**What to work on:**
The result should be every line in the data below that carries the string "double".

**Dataset excerpts:**

◆ ◆ ◆

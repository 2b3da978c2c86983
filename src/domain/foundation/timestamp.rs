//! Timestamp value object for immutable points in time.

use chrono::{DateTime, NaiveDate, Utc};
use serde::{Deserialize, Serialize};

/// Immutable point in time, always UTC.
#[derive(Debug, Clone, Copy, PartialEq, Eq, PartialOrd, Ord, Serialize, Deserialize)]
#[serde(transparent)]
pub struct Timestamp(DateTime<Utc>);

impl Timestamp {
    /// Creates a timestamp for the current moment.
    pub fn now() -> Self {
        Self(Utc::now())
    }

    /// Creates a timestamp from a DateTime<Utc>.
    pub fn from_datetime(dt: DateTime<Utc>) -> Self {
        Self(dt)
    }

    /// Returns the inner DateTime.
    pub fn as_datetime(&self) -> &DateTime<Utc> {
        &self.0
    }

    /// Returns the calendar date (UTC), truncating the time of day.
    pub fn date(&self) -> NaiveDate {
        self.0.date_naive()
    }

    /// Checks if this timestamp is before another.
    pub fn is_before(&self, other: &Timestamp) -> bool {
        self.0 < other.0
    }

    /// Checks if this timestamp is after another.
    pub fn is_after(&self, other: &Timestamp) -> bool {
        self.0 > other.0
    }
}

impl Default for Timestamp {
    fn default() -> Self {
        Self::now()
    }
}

◆ ◆ ◆

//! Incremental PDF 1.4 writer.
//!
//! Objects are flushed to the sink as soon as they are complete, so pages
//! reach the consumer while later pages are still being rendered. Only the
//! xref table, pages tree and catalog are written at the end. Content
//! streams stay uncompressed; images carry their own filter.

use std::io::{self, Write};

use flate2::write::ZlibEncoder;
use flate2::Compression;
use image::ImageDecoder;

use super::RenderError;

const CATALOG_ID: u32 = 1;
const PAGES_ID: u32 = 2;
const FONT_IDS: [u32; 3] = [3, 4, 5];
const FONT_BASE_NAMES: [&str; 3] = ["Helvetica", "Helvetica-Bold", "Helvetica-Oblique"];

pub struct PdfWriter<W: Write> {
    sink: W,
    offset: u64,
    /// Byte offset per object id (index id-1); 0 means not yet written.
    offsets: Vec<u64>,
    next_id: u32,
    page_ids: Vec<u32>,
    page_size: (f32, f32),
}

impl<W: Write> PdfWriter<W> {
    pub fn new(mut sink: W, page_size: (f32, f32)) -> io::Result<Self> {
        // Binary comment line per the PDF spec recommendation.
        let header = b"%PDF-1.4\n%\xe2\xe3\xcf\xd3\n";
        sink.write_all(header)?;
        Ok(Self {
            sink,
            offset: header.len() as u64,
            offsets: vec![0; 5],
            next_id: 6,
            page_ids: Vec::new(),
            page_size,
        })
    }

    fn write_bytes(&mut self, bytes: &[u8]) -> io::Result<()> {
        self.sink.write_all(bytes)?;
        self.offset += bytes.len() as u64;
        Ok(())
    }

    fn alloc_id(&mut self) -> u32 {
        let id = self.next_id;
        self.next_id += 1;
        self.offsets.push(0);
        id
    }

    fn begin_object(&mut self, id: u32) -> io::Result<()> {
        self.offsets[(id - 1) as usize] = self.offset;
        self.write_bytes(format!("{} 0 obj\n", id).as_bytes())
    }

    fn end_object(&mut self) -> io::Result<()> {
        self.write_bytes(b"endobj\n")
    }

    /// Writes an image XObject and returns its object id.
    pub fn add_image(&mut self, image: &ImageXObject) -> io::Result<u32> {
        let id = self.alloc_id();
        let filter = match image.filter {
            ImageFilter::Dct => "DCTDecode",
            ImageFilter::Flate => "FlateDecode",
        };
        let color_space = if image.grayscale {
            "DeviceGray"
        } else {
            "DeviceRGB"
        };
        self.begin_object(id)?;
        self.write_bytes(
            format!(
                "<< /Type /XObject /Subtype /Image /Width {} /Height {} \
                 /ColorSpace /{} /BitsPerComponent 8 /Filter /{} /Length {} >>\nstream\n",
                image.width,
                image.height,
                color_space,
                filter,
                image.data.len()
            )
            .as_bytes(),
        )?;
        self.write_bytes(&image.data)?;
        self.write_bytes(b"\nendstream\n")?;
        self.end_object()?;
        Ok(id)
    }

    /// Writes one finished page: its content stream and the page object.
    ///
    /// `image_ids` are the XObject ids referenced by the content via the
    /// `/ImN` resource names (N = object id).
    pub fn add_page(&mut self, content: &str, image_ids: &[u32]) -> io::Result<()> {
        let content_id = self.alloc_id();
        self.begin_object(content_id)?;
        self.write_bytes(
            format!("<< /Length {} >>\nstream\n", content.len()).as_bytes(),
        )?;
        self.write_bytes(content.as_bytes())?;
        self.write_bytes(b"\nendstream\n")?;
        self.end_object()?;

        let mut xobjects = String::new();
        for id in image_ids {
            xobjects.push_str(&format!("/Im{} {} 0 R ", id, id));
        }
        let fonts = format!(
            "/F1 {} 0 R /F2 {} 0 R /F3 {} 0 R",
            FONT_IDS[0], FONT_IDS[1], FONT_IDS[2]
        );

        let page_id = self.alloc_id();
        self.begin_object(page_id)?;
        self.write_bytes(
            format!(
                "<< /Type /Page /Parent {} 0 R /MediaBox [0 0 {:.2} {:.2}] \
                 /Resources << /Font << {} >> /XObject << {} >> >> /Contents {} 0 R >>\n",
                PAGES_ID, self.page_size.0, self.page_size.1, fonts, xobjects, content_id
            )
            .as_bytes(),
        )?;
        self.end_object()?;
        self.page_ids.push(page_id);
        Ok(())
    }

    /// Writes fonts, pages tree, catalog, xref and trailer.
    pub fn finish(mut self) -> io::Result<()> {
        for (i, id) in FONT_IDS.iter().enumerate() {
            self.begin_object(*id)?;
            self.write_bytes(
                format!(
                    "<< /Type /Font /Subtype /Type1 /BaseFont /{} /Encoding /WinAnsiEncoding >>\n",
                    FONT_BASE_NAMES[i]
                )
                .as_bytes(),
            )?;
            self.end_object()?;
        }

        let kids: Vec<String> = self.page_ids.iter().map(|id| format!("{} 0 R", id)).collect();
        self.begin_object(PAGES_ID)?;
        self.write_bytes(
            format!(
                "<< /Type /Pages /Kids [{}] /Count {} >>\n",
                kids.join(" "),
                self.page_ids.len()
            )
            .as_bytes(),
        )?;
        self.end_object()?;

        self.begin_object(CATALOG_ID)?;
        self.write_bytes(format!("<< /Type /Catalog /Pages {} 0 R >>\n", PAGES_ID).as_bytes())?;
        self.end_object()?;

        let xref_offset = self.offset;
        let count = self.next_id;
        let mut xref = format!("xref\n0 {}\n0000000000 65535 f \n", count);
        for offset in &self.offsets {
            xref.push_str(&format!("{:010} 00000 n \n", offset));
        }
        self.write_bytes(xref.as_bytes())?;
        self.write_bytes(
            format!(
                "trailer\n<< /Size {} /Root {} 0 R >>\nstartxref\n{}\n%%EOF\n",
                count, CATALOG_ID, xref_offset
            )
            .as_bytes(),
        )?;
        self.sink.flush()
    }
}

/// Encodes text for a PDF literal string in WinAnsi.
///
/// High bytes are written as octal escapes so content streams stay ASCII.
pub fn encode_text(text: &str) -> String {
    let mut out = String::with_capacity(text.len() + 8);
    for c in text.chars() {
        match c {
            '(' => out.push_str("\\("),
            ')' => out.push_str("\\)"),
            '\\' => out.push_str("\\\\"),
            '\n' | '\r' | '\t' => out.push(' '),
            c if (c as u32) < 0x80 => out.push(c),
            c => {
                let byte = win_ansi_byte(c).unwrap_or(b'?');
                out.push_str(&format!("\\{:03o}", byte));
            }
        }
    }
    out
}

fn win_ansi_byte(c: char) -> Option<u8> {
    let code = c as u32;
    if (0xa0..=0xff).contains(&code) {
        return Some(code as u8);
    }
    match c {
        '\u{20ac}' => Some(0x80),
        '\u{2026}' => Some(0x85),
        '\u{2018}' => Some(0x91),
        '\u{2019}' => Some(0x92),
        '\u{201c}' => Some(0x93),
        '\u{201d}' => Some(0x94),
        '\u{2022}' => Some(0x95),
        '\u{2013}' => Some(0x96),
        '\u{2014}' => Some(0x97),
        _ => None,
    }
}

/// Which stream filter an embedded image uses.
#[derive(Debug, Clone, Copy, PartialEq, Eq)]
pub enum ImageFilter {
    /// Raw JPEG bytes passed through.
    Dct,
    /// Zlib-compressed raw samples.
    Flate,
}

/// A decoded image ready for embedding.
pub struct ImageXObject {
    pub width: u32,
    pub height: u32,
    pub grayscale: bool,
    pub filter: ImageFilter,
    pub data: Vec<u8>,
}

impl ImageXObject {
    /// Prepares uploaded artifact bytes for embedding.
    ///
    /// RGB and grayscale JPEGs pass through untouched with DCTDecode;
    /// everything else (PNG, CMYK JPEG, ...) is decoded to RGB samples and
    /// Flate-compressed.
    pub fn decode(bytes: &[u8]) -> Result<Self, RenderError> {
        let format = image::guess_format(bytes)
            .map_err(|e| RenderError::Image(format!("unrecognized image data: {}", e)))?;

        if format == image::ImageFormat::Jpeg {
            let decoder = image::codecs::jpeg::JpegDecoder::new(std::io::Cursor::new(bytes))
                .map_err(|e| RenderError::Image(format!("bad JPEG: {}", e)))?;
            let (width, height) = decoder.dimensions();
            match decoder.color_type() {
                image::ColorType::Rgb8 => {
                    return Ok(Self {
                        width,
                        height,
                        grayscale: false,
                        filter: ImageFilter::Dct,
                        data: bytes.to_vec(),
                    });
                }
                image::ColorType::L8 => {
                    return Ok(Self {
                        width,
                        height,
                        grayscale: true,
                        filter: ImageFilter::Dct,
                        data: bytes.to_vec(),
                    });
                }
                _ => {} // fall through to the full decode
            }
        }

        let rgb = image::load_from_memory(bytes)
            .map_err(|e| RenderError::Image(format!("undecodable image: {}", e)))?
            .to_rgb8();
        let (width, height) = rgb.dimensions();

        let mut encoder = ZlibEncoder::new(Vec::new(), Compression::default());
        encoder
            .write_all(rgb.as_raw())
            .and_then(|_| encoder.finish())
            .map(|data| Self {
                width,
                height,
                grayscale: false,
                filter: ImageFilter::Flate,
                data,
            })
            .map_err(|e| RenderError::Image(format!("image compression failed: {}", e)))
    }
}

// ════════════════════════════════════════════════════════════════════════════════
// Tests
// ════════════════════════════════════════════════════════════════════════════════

◆ ◆ ◆

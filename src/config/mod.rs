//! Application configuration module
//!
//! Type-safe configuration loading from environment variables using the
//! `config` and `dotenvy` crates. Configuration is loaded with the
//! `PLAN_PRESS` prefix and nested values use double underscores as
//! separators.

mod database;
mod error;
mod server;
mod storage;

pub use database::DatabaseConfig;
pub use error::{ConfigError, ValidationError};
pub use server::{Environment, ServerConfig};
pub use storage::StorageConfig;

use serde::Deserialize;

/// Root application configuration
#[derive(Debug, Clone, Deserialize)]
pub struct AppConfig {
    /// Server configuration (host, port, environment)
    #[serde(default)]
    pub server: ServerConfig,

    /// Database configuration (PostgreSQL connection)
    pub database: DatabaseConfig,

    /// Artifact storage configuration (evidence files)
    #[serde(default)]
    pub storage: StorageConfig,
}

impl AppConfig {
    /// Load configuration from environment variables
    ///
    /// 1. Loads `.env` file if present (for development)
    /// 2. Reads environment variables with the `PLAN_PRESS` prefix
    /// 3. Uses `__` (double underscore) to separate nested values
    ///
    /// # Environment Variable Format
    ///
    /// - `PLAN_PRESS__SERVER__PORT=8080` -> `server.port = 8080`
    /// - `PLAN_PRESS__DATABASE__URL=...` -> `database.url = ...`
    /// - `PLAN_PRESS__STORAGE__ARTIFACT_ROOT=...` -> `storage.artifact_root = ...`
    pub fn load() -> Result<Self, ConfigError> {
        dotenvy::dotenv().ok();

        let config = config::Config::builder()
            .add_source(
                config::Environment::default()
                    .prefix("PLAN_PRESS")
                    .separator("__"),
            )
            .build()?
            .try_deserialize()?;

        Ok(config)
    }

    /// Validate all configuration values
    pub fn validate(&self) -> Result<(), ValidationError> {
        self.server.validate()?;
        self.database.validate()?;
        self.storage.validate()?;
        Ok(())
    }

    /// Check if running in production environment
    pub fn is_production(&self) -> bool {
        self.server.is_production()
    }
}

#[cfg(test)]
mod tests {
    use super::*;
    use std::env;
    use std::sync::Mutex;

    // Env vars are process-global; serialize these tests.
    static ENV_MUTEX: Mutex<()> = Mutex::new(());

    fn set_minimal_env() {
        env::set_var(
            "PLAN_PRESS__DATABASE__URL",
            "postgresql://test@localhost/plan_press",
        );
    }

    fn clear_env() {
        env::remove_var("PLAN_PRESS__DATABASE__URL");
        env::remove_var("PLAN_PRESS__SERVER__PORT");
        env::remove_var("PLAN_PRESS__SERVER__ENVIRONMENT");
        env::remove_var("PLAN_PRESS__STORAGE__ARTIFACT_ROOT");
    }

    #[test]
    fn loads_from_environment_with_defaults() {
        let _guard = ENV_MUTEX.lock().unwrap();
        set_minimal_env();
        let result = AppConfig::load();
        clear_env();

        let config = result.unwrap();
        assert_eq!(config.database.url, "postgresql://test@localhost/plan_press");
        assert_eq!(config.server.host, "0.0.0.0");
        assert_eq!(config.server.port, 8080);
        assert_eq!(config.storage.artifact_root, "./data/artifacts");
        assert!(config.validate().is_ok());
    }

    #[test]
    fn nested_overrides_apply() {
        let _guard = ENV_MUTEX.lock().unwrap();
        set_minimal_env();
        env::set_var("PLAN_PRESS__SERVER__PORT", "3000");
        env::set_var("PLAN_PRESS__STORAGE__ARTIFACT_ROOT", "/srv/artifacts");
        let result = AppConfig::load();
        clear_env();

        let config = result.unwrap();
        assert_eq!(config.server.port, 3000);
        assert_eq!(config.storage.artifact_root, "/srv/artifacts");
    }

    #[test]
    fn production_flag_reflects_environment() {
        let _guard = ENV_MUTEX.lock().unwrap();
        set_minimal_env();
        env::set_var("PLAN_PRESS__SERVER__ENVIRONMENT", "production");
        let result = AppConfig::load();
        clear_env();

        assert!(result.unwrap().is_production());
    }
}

◆ ◆ ◆

**Answer section:**
//! `PLAN_PRESS` prefix and nested values use double underscores as
    /// 3. Uses `__` (double underscore) to separate nested values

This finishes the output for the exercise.